• _Exercise brief_: If a line in the data holds the string "format", list it.

─── Data for this exercise ───

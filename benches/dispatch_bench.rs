//! Benchmarks for the dispatcher and resource table

use criterion::{black_box, criterion_group, criterion_main, Criterion, Throughput};
use resio::error::classify_errno;
use resio::ops::fs::OpenOptions;
use resio::{Op, OpValue, Runtime};
use std::io::SeekFrom;

/// Open and close a cancel handle: table insert plus removal
fn bench_handle_churn(c: &mut Criterion) {
    let rt = Runtime::new().unwrap();
    c.bench_function("cancel_handle_open_close", |b| {
        b.iter(|| {
            let rid = rt
                .dispatch_sync(Op::CancelHandle)
                .and_then(OpValue::into_handle)
                .unwrap();
            rt.dispatch_sync(Op::Close { rid }).unwrap();
            black_box(rid)
        })
    });
}

/// Async read through the full dispatch path on a regular file
fn bench_file_read(c: &mut Criterion) {
    let path = std::env::temp_dir().join(format!("resio_bench_{}", std::process::id()));
    std::fs::write(&path, vec![0xA5u8; 64 * 1024]).unwrap();

    let rt = Runtime::new().unwrap();
    let rid = rt
        .dispatch_sync(Op::OpenSync {
            path: path.clone(),
            options: OpenOptions::new().read(true),
        })
        .and_then(OpValue::into_handle)
        .unwrap();

    let mut group = c.benchmark_group("file_read");
    for &len in &[512usize, 4096, 65536] {
        group.throughput(Throughput::Bytes(len as u64));
        group.bench_function(format!("{}_bytes", len), |b| {
            b.iter(|| {
                rt.dispatch_sync(Op::Seek {
                    rid,
                    from: SeekFrom::Start(0),
                })
                .unwrap();
                let bytes = rt
                    .block_on(rt.dispatch_async(Op::Read { rid, len }, None))
                    .and_then(OpValue::into_bytes)
                    .unwrap();
                black_box(bytes)
            })
        });
    }
    group.finish();

    rt.close(rid).unwrap();
    let _ = std::fs::remove_file(&path);
}

/// Error classification lookups
fn bench_classify(c: &mut Criterion) {
    let codes = [libc::ENOENT, libc::ECONNRESET, libc::EAGAIN, libc::ENOSYS, 4095];
    c.bench_function("classify_errno", |b| {
        b.iter(|| {
            for &code in &codes {
                black_box(classify_errno(black_box(code)));
            }
        })
    });
}

criterion_group!(benches, bench_handle_churn, bench_file_read, bench_classify);
criterion_main!(benches);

───

• _Result of the exercise_:
    let path = std::env::temp_dir().join(format!("resio_bench_{}", std::process::id()));
        group.bench_function(format!("{}_bytes", len), |b| {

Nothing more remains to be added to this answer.